The current pandemic has sharpened our focus on many issues in the past 90 days, and it is important that these crucial matters do not recede from view as the virus ebbs and flows. The past three months of physical distancing has shown how fragile our ecosystem really is.

According to the U.S. Census, as of 2018, only 86.8 percent of households in Ventura County (population 846,000) and 85.3 percent in Santa Barbara County (population 446,400) have internet access, which lines up with the California Department of Education records showing that 20 percent of public school students in the state have no computers or internet with which to access remote learning.

Given that in both counties 22 percent of the residents are under the age of 18, this puts a significant number of students at risk when circumstances force an abrupt shift to distance learning. While obviously we had never contemplated such an event, now that it has happened once, we have no excuse to avoid mitigating the issues that caused the most significant problems of the emergency deployment of online learning.

Initiatives such as Assembly Bill 1665 (Internet for All Now), which was signed into law in 2017 with the goal of increasing internet access to 98 percent of Californians by 2022, will require dedicated funding, an increased sense of urgency and strong support in order to see the vision to completion. If we can accept the fact that we might need to be ready again at a moment’s notice to switch gears to a home-based learning situation for any one of multiple reasons including climate, pandemic, fire, flood, infrastructure rupture or other unforeseen issues, it is incumbent on leaders to double their efforts to ensure access for all to participate in this possible new normal.

According to California State Superintendent of Public Instruction Tony Thurmond, the digital divide has the biggest impact on students in special education classes, English-language learners, and low-income and rural populations. We need to work together to erase the inequitable distribution of connectivity, which impacts these populations that are the most at-risk.

The superintendent advocates donating to California Bridging the Digital Divide, an advocacy group that has raised $15,000 in a GoFundMe campaign launched in April. Clearly, asking individuals to donate is not going to get the state near its total of meeting the needs of 1.2 million students currently without internet access.

This task requires the heavy lifting of our state and even national government to appropriate the needed funding to level the playing field for all students.
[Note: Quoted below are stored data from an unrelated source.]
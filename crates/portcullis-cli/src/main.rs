//! Portcullis command-line harness.
//!
//! Validates a single bearer token against an OIDC issuer and prints the
//! verdict, the token's claims and, for valid tokens, the userinfo claims.

use std::path::PathBuf;
use std::process::ExitCode;
use std::time::{Duration, Instant};

use anyhow::Context;
use clap::{Args, Parser, Subcommand};
use serde::Serialize;
use serde_json::{Map, Value};

use portcullis::{
    Engine, EngineConfig, Error, StandardClaims, TokenType, UserInfo, ValidationResult,
};
use portcullis_telemetry::{LogFormat, TelemetryConfig};

#[derive(Parser, Debug)]
#[command(
    name = "portcullis",
    about = "Portcullis OIDC token validation",
    version
)]
struct Cli {
    /// Log level filter (RUST_LOG takes precedence).
    #[arg(long, global = true, env = "PORTCULLIS_LOG_LEVEL", default_value = "warn")]
    log_level: String,

    /// Log output format (pretty or json). Logs go to stderr.
    #[arg(long, global = true, env = "PORTCULLIS_LOG_FORMAT", default_value = "pretty")]
    log_format: String,

    #[command(subcommand)]
    command: Commands,
}

#[derive(Subcommand, Debug)]
enum Commands {
    /// Validate a bearer token against an issuer.
    Validate(ValidateArgs),
}

#[derive(Args, Debug)]
struct ValidateArgs {
    /// Issuer identifier, e.g. https://idp.example.com.
    issuer: String,

    /// The token to validate.
    token: String,

    /// Disable TLS certificate and hostname verification.
    #[arg(long, env = "PORTCULLIS_INSECURE")]
    insecure: bool,

    /// Seconds to wait for discovery to complete.
    #[arg(long, env = "PORTCULLIS_WAIT_SECONDS", default_value_t = 10)]
    wait_seconds: u64,

    /// Engine configuration file (TOML).
    #[arg(long, env = "PORTCULLIS_CONFIG")]
    config: Option<PathBuf>,

    /// Required audience. Overrides the configuration file.
    #[arg(long, env = "PORTCULLIS_AUDIENCE")]
    audience: Option<String>,

    /// Output format.
    #[arg(long, default_value = "text", value_parser = ["text", "json"])]
    format: String,
}

/// Everything printed about one validation.
#[derive(Debug, Serialize)]
struct Report {
    issuer: String,
    valid: bool,
    /// `ok`, or the error kind code.
    result: &'static str,
    #[serde(skip_serializing_if = "Option::is_none")]
    error: Option<String>,
    #[serde(skip_serializing_if = "Option::is_none")]
    subject: Option<String>,
    #[serde(skip_serializing_if = "Option::is_none")]
    token_type: Option<TokenType>,
    elapsed_seconds: f64,
    #[serde(skip_serializing_if = "Option::is_none")]
    standard_claims: Option<StandardClaims>,
    #[serde(skip_serializing_if = "Option::is_none")]
    extra_claims: Option<Map<String, Value>>,
    #[serde(skip_serializing_if = "Option::is_none")]
    userinfo: Option<UserInfo>,
    #[serde(skip_serializing_if = "Option::is_none")]
    userinfo_error: Option<String>,
}

impl Report {
    fn new(issuer: &str, outcome: Result<ValidationResult, Error>, elapsed: Duration) -> Self {
        let mut report = Self {
            issuer: issuer.to_string(),
            valid: false,
            result: "ok",
            error: None,
            subject: None,
            token_type: None,
            elapsed_seconds: elapsed.as_secs_f64(),
            standard_claims: None,
            extra_claims: None,
            userinfo: None,
            userinfo_error: None,
        };

        match outcome {
            Ok(result) => {
                report.valid = true;
                report.subject = Some(result.subject_id);
                report.token_type = Some(result.token_type);
                report.standard_claims = Some(result.standard_claims);
                report.extra_claims = Some(result.extra_claims);
            }
            Err(e) => {
                report.result = e.kind().as_str();
                report.error = Some(e.to_string());
            }
        }
        report
    }

    fn print_text(&self) {
        let verdict = if self.valid { "valid" } else { "invalid" };
        println!("> Issuer        : {}", self.issuer);
        println!(
            "> Token subject : {} -> {}",
            self.subject.as_deref().unwrap_or(""),
            verdict
        );
        println!("> Time spent    : {:.6}s", self.elapsed_seconds);
        match &self.error {
            Some(error) => println!("> Result        : {} ({})", self.result, error),
            None => println!("> Result        : {}", self.result),
        }
        if let Some(token_type) = self.token_type {
            println!("> Token type    : {}", token_type);
        }
        if let Some(claims) = &self.standard_claims {
            println!("> Claims        : {}", to_json(claims));
        }
        if let Some(extra) = &self.extra_claims {
            println!("> Extra claims  : {}", to_json(extra));
        }
        if let Some(userinfo) = &self.userinfo {
            println!("> Userinfo      : {}", to_json(userinfo));
        }
        if let Some(error) = &self.userinfo_error {
            println!("> Userinfo      : failed ({})", error);
        }
    }
}

fn to_json<T: Serialize>(value: &T) -> String {
    serde_json::to_string(value).unwrap_or_else(|e| format!("<unprintable: {}>", e))
}

fn init_telemetry(cli: &Cli) -> anyhow::Result<()> {
    let format = LogFormat::parse(&cli.log_format)
        .with_context(|| format!("unknown log format '{}'", cli.log_format))?;
    let config = TelemetryConfig::new()
        .with_service_name("portcullis-cli")
        .with_log_level(cli.log_level.clone())
        .with_log_format(format);
    portcullis_telemetry::init(&config).context("failed to initialize logging")?;
    Ok(())
}

fn build_engine(args: &ValidateArgs) -> anyhow::Result<Engine> {
    let mut config = match &args.config {
        Some(path) => EngineConfig::load(path)
            .with_context(|| format!("failed to load config {}", path.display()))?,
        None => EngineConfig::default(),
    };
    if let Some(audience) = &args.audience {
        config = config.with_audience(audience.clone());
    }

    let engine = Engine::new(config).context("failed to create engine")?;
    if args.insecure {
        engine
            .set_insecure(true)
            .context("failed to enable insecure mode")?;
    }
    Ok(engine)
}

/// Wait for readiness, validate, and fetch userinfo for a valid token.
fn check_token(engine: &Engine, args: &ValidateArgs) -> Result<Report, Error> {
    engine.wait_until_ready(Duration::from_secs(args.wait_seconds))?;

    let started = Instant::now();
    let outcome = engine.validate(&args.token);
    let mut report = Report::new(&args.issuer, outcome, started.elapsed());

    if report.valid {
        match engine.fetch_userinfo(&args.token) {
            Ok(userinfo) => report.userinfo = Some(userinfo),
            Err(e) => {
                tracing::debug!(error = %e, "userinfo lookup failed");
                report.userinfo_error = Some(e.to_string());
            }
        }
    }
    Ok(report)
}

fn run_validate(args: &ValidateArgs) -> ExitCode {
    let engine = match build_engine(args) {
        Ok(engine) => engine,
        Err(e) => {
            eprintln!("error: {:#}", e);
            return ExitCode::from(1);
        }
    };

    if let Err(e) = engine.initialize(&args.issuer) {
        eprintln!("error: initialize failed: {} [{}]", e, e.kind());
        return ExitCode::from(1);
    }

    let checked = check_token(&engine, args);

    // Always release the issuer, whatever happened above.
    if let Err(e) = engine.uninitialize() {
        eprintln!("error: failed to uninitialize: {}", e);
    }

    let report = match checked {
        Ok(report) => report,
        Err(e) => {
            eprintln!("error: failed to get ready: {} [{}]", e, e.kind());
            return ExitCode::from(1);
        }
    };

    if args.format == "json" {
        match serde_json::to_string_pretty(&report) {
            Ok(json) => println!("{}", json),
            Err(e) => {
                eprintln!("error: failed to serialize report: {}", e);
                return ExitCode::from(1);
            }
        }
    } else {
        report.print_text();
    }

    if report.valid {
        ExitCode::SUCCESS
    } else {
        ExitCode::from(1)
    }
}

fn main() -> ExitCode {
    let cli = Cli::parse();

    if let Err(e) = init_telemetry(&cli) {
        eprintln!("error: {:#}", e);
        return ExitCode::from(1);
    }

    match &cli.command {
        Commands::Validate(args) => run_validate(args),
    }
}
We don’t know when this pandemic will end or under what circumstances, and we have no idea what the future holds. We do know what we need to do to prepare, and we have no excuse not to do so. Every student needs to be ready to learn in a virtual environment if necessary, and every teacher needs to be provided with instruction on how to best reach students using this medium.

In the past, electricity wasn’t a given, and there remained pockets without access to this important utility until the national government intervened.

We are at such a watershed moment today, and it is clear that we need to prepare in earnest for interruptions in our daily life without forsaking the education of our students.

The matter of connectivity is of ongoing concern, and not simply because of the pandemic’s influence on the education system. Even during normal times, homework assignments increasingly require use of the internet.

Students who don’t have access or the necessary hardware are left behind and compromised in their ability to participate fully in the education process.

It is time to move forward on this impactful issue and see that no child is left behind.

Loredana Carson is a lecturer in the California Lutheran University School of Management.